Stored data
▼

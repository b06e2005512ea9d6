use approx::assert_abs_diff_eq;
use rand::rngs::StdRng;

use rust_stacknet::{
    Activation, Activations, DataSet, Dense, FlatOrder, Gradients, Layer, ListBatchIterator, Loss,
    LossOutput, Network, NetworkBuilder, NetworkConfig, Node, ParamSpec, Result, Tensor,
    Workspace, tensor,
};

/// Subtracts a learned per-feature mean; pretraining pulls the mean halfway towards the batch.
#[derive(Debug, Clone)]
struct Centering {
    n: usize,
}

impl Centering {
    fn column_means(&self, t: &Tensor) -> Vec<f32> {
        let rows = t.shape()[0];
        (0..self.n)
            .map(|j| (0..rows).map(|i| t[[i, j]]).sum::<f32>() / rows as f32)
            .collect()
    }
}

impl Layer for Centering {
    fn layer_type(&self) -> &'static str {
        "Centering"
    }

    fn param_specs(&self) -> Vec<ParamSpec> {
        vec![ParamSpec::new("mean", &[1, self.n], FlatOrder::RowMajor)]
    }

    fn init_params(&self, params: &mut [f32], _rng: &mut StdRng) {
        params.fill(0.0);
    }

    fn activate(
        &mut self,
        params: &[f32],
        input: Activations,
        _training: bool,
        _ws: &mut Workspace,
    ) -> Result<Activations> {
        let mut out = input.tensor.to_owned();
        for i in 0..out.shape()[0] {
            for (j, m) in params.iter().enumerate() {
                out[[i, j]] -= m;
            }
        }
        Ok(input.map_tensor(out.into_shared()))
    }

    fn backprop_gradient(
        &mut self,
        _params: &[f32],
        epsilon: Gradients,
        _ws: &mut Workspace,
    ) -> Result<Gradients> {
        let eps = epsilon.activation_grad.clone().unwrap_or_else(|| tensor::zeros(&[1, self.n]));
        let rows = eps.shape()[0];
        let dmean: Vec<f32> = (0..self.n)
            .map(|j| -(0..rows).map(|i| eps[[i, j]]).sum::<f32>())
            .collect();
        let mut out = Gradients {
            activation_grad: Some(eps),
            mask: epsilon.mask,
            mask_state: epsilon.mask_state,
            ..Gradients::default()
        };
        out.params.push("mean", tensor::row_vector(&dmean), FlatOrder::RowMajor);
        Ok(out)
    }

    fn is_pretrain_layer(&self) -> bool {
        true
    }

    fn pretrain_step(
        &mut self,
        params: &mut [f32],
        input: &Activations,
        _ws: &mut Workspace,
    ) -> Result<f32> {
        let means = self.column_means(&input.tensor);
        let mut score = 0.0;
        for (p, m) in params.iter_mut().zip(means) {
            score += (m - *p) * (m - *p);
            *p += 0.5 * (m - *p);
        }
        Ok(score)
    }

    fn box_clone(&self) -> Box<dyn Layer> {
        Box::new(self.clone())
    }
}

fn network(pretrain: bool, backprop: bool) -> Network {
    NetworkBuilder::new(NetworkConfig {
        pretrain,
        backprop,
        ..NetworkConfig::default()
    })
    .seed(2)
    .layer(Node::standard(Dense::new(2, 2, Activation::Tanh)))
    .layer(Node::standard(Centering { n: 2 }))
    .layer(Node::output(LossOutput::new(2, 1, Activation::Identity, Loss::Mse)))
    .build()
    .unwrap()
}

fn data() -> DataSet {
    DataSet::from_rows(
        &[vec![0.2, 0.4], vec![-0.6, 0.1], vec![0.9, -0.3], vec![0.5, 0.5]],
        &[vec![1.0], vec![0.0], vec![0.5], vec![0.2]],
    )
    .unwrap()
}

#[test]
fn pretraining_a_layer_uses_the_activations_below_it() {
    let mut net = network(false, true);
    let ds = data();
    let below = net.activate_selected_layers(0, 0, &ds.features).unwrap();
    let expected: Vec<f32> = Centering { n: 2 }
        .column_means(&below)
        .into_iter()
        .map(|m| 0.5 * m)
        .collect();

    let mut batches = ListBatchIterator::from_dataset(&ds, 4).unwrap();
    let score = net.pretrain_layer(1, &mut batches).unwrap();
    assert!(score.is_some());

    let mean = net.get_param(1, "mean").unwrap();
    assert_eq!(mean.shape(), &[1, 2]);
    for (j, e) in expected.iter().enumerate() {
        assert_abs_diff_eq!(mean[[0, j]], *e, epsilon = 1e-6);
    }
    assert!(net.input().is_none());
}

#[test]
fn layers_without_a_pretrain_step_are_skipped() {
    let mut net = network(false, true);
    let before = net.params();
    let mut batches = ListBatchIterator::from_dataset(&data(), 2).unwrap();
    assert_eq!(net.pretrain_layer(0, &mut batches).unwrap(), None);
    assert_eq!(net.params(), before);
}

#[test]
fn pretrain_only_fit_never_applies_an_update() {
    let mut net = network(true, false);
    let dense = net.get_param(0, "W").unwrap();
    let report = net.fit_dataset(&data(), 2).unwrap();

    assert_eq!(report.iterations, 0);
    assert_eq!(net.config().iteration_count, 0);
    assert_eq!(net.config().epoch_count, 1);
    assert_eq!(net.get_param(0, "W").unwrap(), dense);
    assert!(net.get_param(1, "mean").unwrap().iter().any(|&m| m != 0.0));
}

#[test]
fn pretraining_then_backprop_rewinds_the_batches() {
    let mut net = network(true, true);
    let report = net.fit_dataset(&data(), 2).unwrap();
    assert_eq!(report.iterations, 2);
    assert_eq!(net.config().iteration_count, 2);
    assert!(report.final_score.is_some());
}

▲

**Problem details:** For every line of the records that has the word "shape" in it, make a copy.

**Written solution:**
        let rows = t.shape()[0];
        for i in 0..out.shape()[0] {
        let rows = eps.shape()[0];
    assert_eq!(mean.shape(), &[1, 2]);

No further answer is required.